I ran across “Manhã de Carnaval” and when I opened it to see if it was just lyrics or lyrics and chords, I found something totally unexpected.  It was lyrics, and a screenshot photo I’d taken of A as we’d chatted on April 4, 2005, at 9:17:34 p.m.  That moment in time had been recorded with such precision.

He was smiling as he looked at the screen, and I can only assume I put that smile on his face with my extreme wit.  I was totally delighted to find this picture.  It’s something of a miracle to receive a “new” picture of someone who died over 2 years ago.  I don’t know why I put that screenshot there; all I can guess is I’d been working on finding those lyrics as he and I chatted, I needed a place to put the screenshot to get it off my clipboard, and that was the file that was open.  
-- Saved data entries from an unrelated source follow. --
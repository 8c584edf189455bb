//! Flat message record types.
//!
//! One record per poll cycle: cleared to defaults before each parse,
//! overwritten by the next successful parse, never persisted. String fields
//! carry the longest fitting prefix of whatever the wire held; a field the
//! wire did not mention keeps its default.

use crate::buffer::FixedStr;
use crate::limits::{
    CHAT_TITLE_CAP, CHAT_TYPE_CAP, ID_CAP, LANGUAGE_CAP, NAME_CAP, TEXT_CAP, USERNAME_CAP,
};

/// The account a message came from (wire object `from`).
#[derive(Debug, Clone, Default, PartialEq, Eq)]
pub struct Sender {
    pub id: FixedStr<ID_CAP>,
    pub is_bot: bool,
    pub first_name: FixedStr<NAME_CAP>,
    pub last_name: FixedStr<NAME_CAP>,
    pub username: FixedStr<USERNAME_CAP>,
    pub language_code: FixedStr<LANGUAGE_CAP>,
}

/// The conversation a message belongs to (wire object `chat`).
#[derive(Debug, Clone, Default, PartialEq, Eq)]
pub struct Chat {
    pub id: FixedStr<ID_CAP>,
    /// Wire key `type`: `private`, `group`, `supergroup` or `channel`.
    pub kind: FixedStr<CHAT_TYPE_CAP>,
    pub title: FixedStr<CHAT_TITLE_CAP>,
    pub username: FixedStr<USERNAME_CAP>,
    pub first_name: FixedStr<NAME_CAP>,
    pub last_name: FixedStr<NAME_CAP>,
    pub all_members_are_administrators: bool,
}

/// One received message, flattened from the nested wire shape.
#[derive(Debug, Clone, Default, PartialEq, Eq)]
pub struct Message {
    pub message_id: i64,
    /// Unix timestamp of the message.
    pub date: u32,
    pub text: FixedStr<TEXT_CAP>,
    pub from: Sender,
    pub chat: Chat,
}

impl Message {
    /// Reset every field to its default.
    pub fn clear(&mut self) {
        *self = Self::default();
    }
}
I was giddy to have found it.  It felt like a gift, and still feels like one two days later.  Photographs and memories…that’s really all I have left; everything else was lost or withheld.  So one more picture is a real treasure.

Sunday morning in the shower, I was thinking about the photo, and how truly pleased I was to find it.  It was then that it hit me that the reason those photos are so valuable is because he died.  When he was alive, I didn’t spend a lot of time looking at photos when I could look at him directly.  But that hadn’t figured into my emotional reaction when I found it; when I found it, all I felt was excitement and joy.  It didn’t cause me even a moment of pain.  And I realized then that, evidently, I have accepted the reality of his permanent (at least as far as this lifetime’s concerned) absence.  Because if I had not, I would’ve been upset about having only had a photo unexpectedly restored to me instead of him.  My pleasure in finding the photo tells me, I think, that I accept my world as it is now, and that is a world where he is only here in spirit, and a new photograph of a dead man really is a gift.

I don’t know if I’m making any sense.  I guess I felt it was significant that the picture was a treasure I could appreciate for what it was, rather than to feel disappointed about because it was a vastly distant second to what I’d rather have and cannot.  I am still a little ambivalent about this acceptance business, but healing was ever the goal, and I have to think this shift in perspective is a good thing.

The only constant

posted:  10:18:08,  by:  The girl left behind,  in:  Grief, Memories

I have mentioned 10@10 on KFOG before here.  It’s something A introduced me to, and I listened to it from time to time when he was alive.  After he died, I became a dedicated listener 5 days a week.  I liked still being connected to something that he enjoyed, something living and fresh instead of just a memory, something that he shared with me, something from the Bay area when most of my other connections had slipped away or been tarnished by his absence.  I don’t listen to the morning show, but I never miss 10@10 if I can help it.

The DJ, Dave Morey, announced his retirement on his blog last night, and on the air today.   Dave will never know that in addition to creating a kickass show with fantastic music that I love, he also was part of something that mattered to me on a much deeper and more personal level.  I had known it was coming, but had put it out of my mind.  The announcement made it real, and it made me a little sad.  It’s hard to believe that, 2+ years out, I’m still running into fresh secondary losses.  They don’t make me crumble anymore, but I rather hope this is the last of them.  Enough already.

It’s not as bad as it could be; he’s still going to do 10@10 from his home studio, so things won’t change all that much for me, until he decides to retire from that, too.  And I find myself grateful for that; I never expected to be so attached to a radio show.

I wish him well, of course.  He’s done his time, made a lot of listeners happy in a shared love of music, and he’s earned a lovely retirement.  But of course, given the connection, some thoughts are inevitable for me.  Dave Morey is the same age as my A should be; they graduated the same year from high school.  He is retiring to a lake house.  My sweetie, who always said that he’d work until the day he died, "retired" to whatever comes next.  I’d like to believe that whatever that is, it’s way better than a lake house, and he doesn’t feel at all cheated, regardless of how I and the other people who love him feel.